THE NEW YORK TIMES | OCTOBER 22, 2016 | Michael Behar | Writer & Editor

The Forecast is Cloudy Download PDF

Hurricanes like Matthew have laid bare the dirty secret of the National Weather Service: its technologies and methods are woefully behind the times.

At 11 o’clock on the night of Sept. 29, the National Hurricane Center in Miami posted an updated prediction for Hurricane Matthew. Using the latest data from a reconnaissance aircraft, the center’s computerized models led meteorologists there to conclude, in a post on the center’s website, that “only a slight strengthening is forecast during the next 12 to 24 hours.” Their prediction proved to be astonishingly amiss: The following day, Matthew exploded from a Category 1 into a Category 5 hurricane, with winds gusting to 160 miles per hour, strong enough to flatten even the sturdiest homes.

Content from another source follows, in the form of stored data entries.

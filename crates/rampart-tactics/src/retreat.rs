//! Timed retreat when the way ahead is jammed.

use rampart_core::components::EnemyAi;
use rampart_core::constants::{BLOCKER_AHEAD_ROWS, BLOCKER_LATERAL_BAND, RETREAT_BLOCKER_THRESHOLD};
use rampart_core::types::GridPos;

use crate::context::Neighbor;
use crate::profiles::MovementProfile;

/// Count neighbors directly ahead in a narrow lateral band.
pub fn count_blockers(pos: GridPos, self_key: u64, neighbors: &[Neighbor]) -> usize {
    neighbors
        .iter()
        .filter(|n| {
            let ahead = n.pos.row - pos.row;
            n.key != self_key
                && (n.pos.col - pos.col).abs() < BLOCKER_LATERAL_BAND
                && ahead > 0.0
                && ahead < BLOCKER_AHEAD_ROWS
        })
        .count()
}

#[derive(Debug, Clone, Copy, PartialEq, Eq)]
pub enum RetreatDecision {
    /// Not retreating; move forward.
    Advance,
    /// Start a retreat this tick.
    Begin,
    /// Retreat in progress.
    Continue,
    /// Retreat timer expired this tick; move forward again.
    End,
}

/// Decide the retreat transition. `evade_ordered` forces a retreat start
/// (subject to the same cooldown) regardless of blockers.
pub fn evaluate(
    ai: &EnemyAi,
    blockers: usize,
    evade_ordered: bool,
    now: f64,
    profile: &MovementProfile,
) -> RetreatDecision {
    if ai.retreating {
        return if now >= ai.retreat_until {
            RetreatDecision::End
        } else {
            RetreatDecision::Continue
        };
    }

    let cooled_down = ai
        .last_retreat_at
        .is_none_or(|started| now - started >= profile.retreat_cooldown_secs);
    if cooled_down && (blockers >= RETREAT_BLOCKER_THRESHOLD || evade_ordered) {
        RetreatDecision::Begin
    } else {
        RetreatDecision::Advance
    }
}

/// Apply a retreat decision to the AI state.
pub fn apply(ai: &mut EnemyAi, decision: RetreatDecision, now: f64, profile: &MovementProfile) {
    match decision {
        RetreatDecision::Begin => {
            ai.retreating = true;
            ai.retreat_until = now + profile.retreat_duration_secs;
            ai.last_retreat_at = Some(now);
        }
        RetreatDecision::End => {
            ai.retreating = false;
        }
        RetreatDecision::Advance | RetreatDecision::Continue => {}
    }
}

This was hardly the first time that United States government forecasters significantly underestimated a storm’s potential. Last year, 24 hours before Patricia reached Mexico’s Pacific Coast, it unexpectedly mushroomed from a tropical storm to a Category 5 hurricane, its winds topping 215 miles per hour. Luckily, Patricia—officially the strongest hurricane on record in the Western Hemisphere—made landfall over a sparsely populated region. Matthew behaved similarly, its intensification also unforeseen and sudden, occurring just two days before it overwhelmed Haiti. Residents there had little time to flee, and the death toll exceeded 1,000. (More than 30 died in the United States.) The failure to make timely, accurate predictions about these storms would have had far deadlier consequences had they made landfall near a major metropolitan area. In South Florida, for example—where the initial forecasts for a storm of modest size would not have prompted hurricane-weary residents to evacuate—Matthew’s rapid increase in power could have pinned down more than six million people in the region.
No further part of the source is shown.